The grave of a man who bankrolled the Confederate side in the American Civil war and ended up costing the British government £3.3m in compensation to the victorious north, has been tracked down in a patch of brambles in a London cemetery.

Charles Kuhn Prioleau, a cotton merchant born in Charleston, South Carolina, was based in Liverpool during the war, from 1861 to 1865. He disappeared from history in a bonfire of company records and correspondence after his firm went bankrupt, having sent supplies, funds, and blockade-busting ships to the Confederates.

But his mortal remains have now been traced to Kensal Green cemetery by a US academic who is gradually unearthing the almost forgotten story of Confederate support in England, which takes in the highest ranks of British politics and society.

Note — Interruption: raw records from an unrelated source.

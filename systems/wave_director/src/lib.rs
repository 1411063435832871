#![deny(
    unsafe_code,
    missing_docs,
    dead_code,
    unused_results,
    non_snake_case,
    unreachable_pub
)]

//! Level direction: gate pair selection, difficulty pacing, and enemy
//! wave sizing.
//!
//! The director owns no world state. It watches the event stream for gate
//! passes, keeps a running population estimate, and answers with spawn
//! commands for the next gate pair and its escorting enemy wave. All
//! randomness is drawn from per-pair ChaCha streams whose seeds are
//! derived by hashing the global seed with the pair identifier and a
//! purpose label, so a replay with the same seed spawns an identical
//! level regardless of tick timing.

use rand::{Rng, SeedableRng};
use rand_chacha::ChaCha8Rng;
use sha2::{Digest, Sha256};

use crowd_rush_core::{
    Command, ConfigError, Event, GateOperator, GateSpan, GateSpec, LaneBounds, PairId, WaveId,
};

/// Tunable pacing parameters of the director.
#[derive(Clone, Copy, Debug)]
pub struct WaveConfig {
    /// Number of gate pairs in the level; the last one guards the boss.
    pub total_pairs: u32,
    /// Travel-axis coordinate of the first gate pair.
    pub first_line_z: f32,
    /// Distance between successive gate pairs.
    pub pair_spacing: f32,
    /// Distance behind a gate pair at which its enemy wave stands.
    pub wave_offset: f32,
    /// Lateral walls the gate spans are laid out inside.
    pub lane: LaneBounds,
    /// Clearance kept between a gate span and the lane wall.
    pub wall_margin: f32,
    /// Total lateral gap between the two gates of a pair.
    pub center_gap: f32,
    /// Inclusive magnitude range for Add gates.
    pub add_range: (u32, u32),
    /// Inclusive Subtract magnitude range offered at the bottom of the
    /// population domain.
    pub subtract_low_range: (u32, u32),
    /// Inclusive Subtract magnitude range offered at the top of the
    /// population domain.
    pub subtract_high_range: (u32, u32),
    /// Inclusive magnitude range for Divide gates.
    pub divide_range: (u32, u32),
    /// Population band across which the Subtract magnitude scales.
    pub population_domain: (u32, u32),
    /// Population above which only punishing operator pairs are offered.
    pub pressure_population: u32,
    /// Scale applied to the population-derived wave size term.
    pub wave_factor: f32,
    /// Extra enemies added per gate pair already passed.
    pub wave_bonus: u32,
    /// Upper bound on a single wave's size.
    pub wave_cap: u32,
}

impl Default for WaveConfig {
    fn default() -> Self {
        Self {
            total_pairs: 10,
            first_line_z: 20.0,
            pair_spacing: 20.0,
            wave_offset: 8.0,
            lane: LaneBounds::symmetric(13.0),
            wall_margin: 1.0,
            center_gap: 1.0,
            add_range: (1, 5),
            subtract_low_range: (1, 3),
            subtract_high_range: (7, 10),
            divide_range: (2, 4),
            population_domain: (1, 50),
            pressure_population: 50,
            wave_factor: 1.0,
            wave_bonus: 1,
            wave_cap: 20,
        }
    }
}

/// Unordered operator pairs offered outside the pressure regime.
const OPEN_CHOICES: [(GateOperator, GateOperator); 6] = [
    (GateOperator::Add, GateOperator::Subtract),
    (GateOperator::Add, GateOperator::Multiply),
    (GateOperator::Add, GateOperator::Divide),
    (GateOperator::Subtract, GateOperator::Multiply),
    (GateOperator::Subtract, GateOperator::Divide),
    (GateOperator::Multiply, GateOperator::Divide),
];

/// Operator pairs offered while the population exceeds the pressure
/// threshold; every choice bleeds the crowd.
const PRESSURE_CHOICES: [(GateOperator, GateOperator); 3] = [
    (GateOperator::Subtract, GateOperator::Divide),
    (GateOperator::Subtract, GateOperator::Subtract),
    (GateOperator::Subtract, GateOperator::Multiply),
];

/// Index below which a pair always offers at least one Add gate, so an
/// early wrong choice cannot strand a tiny crowd.
const GENTLE_PAIRS: u32 = 2;

/// Event-driven level director.
#[derive(Clone, Debug)]
pub struct WaveDirector {
    config: WaveConfig,
    seed: u64,
    next_pair: u32,
    gates_passed: u32,
    population: u32,
    finished: bool,
}

impl WaveDirector {
    /// Creates a director after validating the configured ranges.
    ///
    /// # Errors
    ///
    /// Returns [`ConfigError::EmptyMagnitudeRange`] when any magnitude
    /// range or the population domain is inverted.
    pub fn new(config: WaveConfig, seed: u64) -> Result<Self, ConfigError> {
        for (min, max) in [
            config.add_range,
            config.subtract_low_range,
            config.subtract_high_range,
            config.divide_range,
            config.population_domain,
        ] {
            if min > max {
                return Err(ConfigError::EmptyMagnitudeRange { min, max });
            }
        }
        Ok(Self {
            config,
            seed,
            next_pair: 0,
            gates_passed: 0,
            population: 0,
            finished: false,
        })
    }

    /// Number of gate pairs spawned so far.
    #[must_use]
    pub fn pairs_spawned(&self) -> u32 {
        self.next_pair
    }

    /// Whether the final pair has been passed.
    #[must_use]
    pub fn finished(&self) -> bool {
        self.finished
    }

    /// Spawns the opening gate pair and its wave.
    pub fn spawn_opening(&mut self, population: u32, out_commands: &mut Vec<Command>) {
        self.population = population;
        self.spawn_next(out_commands);
    }

    /// Consumes world events, spawning the next band when the live pair is
    /// passed.
    pub fn handle(&mut self, events: &[Event], out_commands: &mut Vec<Command>) {
        for event in events {
            match event {
                Event::UnitsSpawned { population, .. }
                | Event::UnitDeathStarted { population, .. }
                | Event::EnemyStruck { population, .. } => self.population = *population,
                Event::GatePassed {
                    pair, population, ..
                } => {
                    self.population = *population;
                    // Stale passes can arrive if a lingering pair fires out
                    // of order; only the live pair advances the level.
                    if self.next_pair > 0 && pair.get() == self.next_pair - 1 {
                        self.gates_passed += 1;
                        self.spawn_next(out_commands);
                    }
                }
                _ => {}
            }
        }
    }

    fn spawn_next(&mut self, out_commands: &mut Vec<Command>) {
        if self.next_pair >= self.config.total_pairs {
            self.finished = true;
            return;
        }

        let index = self.next_pair;
        self.next_pair += 1;
        let pair = PairId::new(index);
        let line_z = self.config.first_line_z + index as f32 * self.config.pair_spacing;

        let (left, right) = self.roll_pair(pair);
        out_commands.push(Command::SpawnGatePair {
            pair,
            line_z,
            left,
            right,
        });

        let wave = WaveId::new(index);
        let wave_z = line_z + self.config.wave_offset;
        if index + 1 == self.config.total_pairs {
            out_commands.push(Command::SpawnBoss {
                wave,
                line_z: wave_z,
            });
        } else {
            out_commands.push(Command::SpawnEnemyWave {
                wave,
                line_z: wave_z,
                count: self.wave_size(),
            });
        }
    }

    /// Draws the operator pair and magnitudes for one gate pair.
    fn roll_pair(&self, pair: PairId) -> (GateSpec, GateSpec) {
        let mut rng = self.pair_rng(pair, b"gate-pair");

        let (first, second) = if self.population > self.config.pressure_population {
            PRESSURE_CHOICES[rng.gen_range(0..PRESSURE_CHOICES.len())]
        } else if pair.get() < GENTLE_PAIRS {
            OPEN_CHOICES[rng.gen_range(0..3)]
        } else {
            OPEN_CHOICES[rng.gen_range(0..OPEN_CHOICES.len())]
        };

        let first_magnitude = self.roll_magnitude(first, &mut rng);
        let mut second_magnitude = self.roll_magnitude(second, &mut rng);
        if first == GateOperator::Subtract
            && second == GateOperator::Subtract
            && second_magnitude == first_magnitude
        {
            // A same-valued Subtract pair is no choice at all.
            let (min, max) = self.subtract_bounds();
            second_magnitude = if first_magnitude < max {
                first_magnitude + 1
            } else if first_magnitude > min {
                first_magnitude - 1
            } else {
                first_magnitude + 1
            };
        }

        let (left_span, right_span) = self.spans();
        let a = GateSpec {
            operator: first,
            magnitude: first_magnitude,
            span: left_span,
        };
        let b = GateSpec {
            operator: second,
            magnitude: second_magnitude,
            span: right_span,
        };
        if rng.gen_bool(0.5) {
            (
                GateSpec { span: left_span, ..b },
                GateSpec {
                    span: right_span,
                    ..a
                },
            )
        } else {
            (a, b)
        }
    }

    fn roll_magnitude(&self, operator: GateOperator, rng: &mut ChaCha8Rng) -> u32 {
        match operator {
            GateOperator::Add => {
                let (min, max) = self.config.add_range;
                rng.gen_range(min..=max)
            }
            GateOperator::Subtract => {
                let (min, max) = self.subtract_bounds();
                rng.gen_range(min..=max)
            }
            // Multiply gates never roll; they always double.
            GateOperator::Multiply => 2,
            GateOperator::Divide => {
                let (min, max) = self.config.divide_range;
                rng.gen_range(min..=max)
            }
        }
    }

    /// Interpolates the Subtract range between its low- and high-population
    /// bounds, so the sting stays proportional: a full crowd draws from the
    /// top band, a struggling one from the bottom.
    fn subtract_bounds(&self) -> (u32, u32) {
        let (d0, d1) = self.config.population_domain;
        let (low_min, low_max) = self.config.subtract_low_range;
        let (high_min, high_max) = self.config.subtract_high_range;
        if d1 <= d0 {
            return (low_min, low_max);
        }
        let t = (self.population.saturating_sub(d0) as f32 / (d1 - d0) as f32).clamp(0.0, 1.0);
        let lerp = |a: u32, b: u32| (a as f32 + t * (b as f32 - a as f32)).round() as u32;
        let min = lerp(low_min, high_min);
        (min, lerp(low_max, high_max).max(min))
    }

    fn spans(&self) -> (GateSpan, GateSpan) {
        let lane = self.config.lane;
        let half_gap = self.config.center_gap / 2.0;
        (
            GateSpan::new(lane.left() + self.config.wall_margin, -half_gap),
            GateSpan::new(half_gap, lane.right() - self.config.wall_margin),
        )
    }

    /// Wave size grows with the population and with progress through the
    /// level, clamped into `1..=cap`.
    fn wave_size(&self) -> u32 {
        let base = (self.population as f32 / 10.0 * self.config.wave_factor).floor() as u32;
        (base + self.gates_passed * self.config.wave_bonus).clamp(1, self.wave_cap())
    }

    fn wave_cap(&self) -> u32 {
        self.config.wave_cap.max(1)
    }

    /// Derives an independent ChaCha stream for one pair and purpose.
    fn pair_rng(&self, pair: PairId, label: &[u8]) -> ChaCha8Rng {
        let mut hasher = Sha256::new();
        hasher.update(self.seed.to_le_bytes());
        hasher.update(pair.get().to_le_bytes());
        hasher.update(label);
        ChaCha8Rng::from_seed(hasher.finalize().into())
    }
}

Tom Sebrell, a history lecturer at University College London, led a small gang of students into the undergrowth armed with secateurs and cemetery burial records supplied by the Friends of Kensal Green. They literally fell over Prioleau's broken headstone.

His war efforts began as an attempt to save his business when the cotton trade – crucial to the economy both of the southern states of America and the Lancashire mill owners – collapsed. Prioleau's contribution to the Confederate cause grew to sending supplies, weapons, and ammunition to those states, and finally to buying, equipping and crewing warships. Through agents, he acquired three of the most notorious privateers of the civil war: the CSS Alabama and the CSS Florida, built on Merseyside, and the CSS Shenandoah, built on Tyneside.

The first ship in particular, with a mainly English crew, caused such havoc that the £3.3m the British eventually paid the US government was known as "the Alabama claim". After the war, Sebrell says Prioleau simply vanished. His company, Fraser, Trenholm and Co, went bankrupt, almost certainly to pre-empt compensation claims. He has descendants in England, Africa and the US, but none knew where he was buried. One branch thought Belgium, another somewhere called Kelsall, a name that led Sebrell and his team to Kensal Green.

Prioleau was buried there in 1887 among grand neighbours, including: the engineer Isambard Kingdom Brunel; Lady Byron, the poet's wife; the novelist Anthony Trollope; and WH Smith of newsagents fame.

But while some of their monuments are mini-cathedrals in grandeur, Prioleau's, beside the Liverpool in-laws who moved to London with him, is comparatively modest. It certainly fails to match the millionaire style of his surviving home in Liverpool, now owned by the university. Also traced by Sebrell, the house features portraits of Prioleau and his wife, Mary, as well as elaborate Confederate decoration in all the main rooms.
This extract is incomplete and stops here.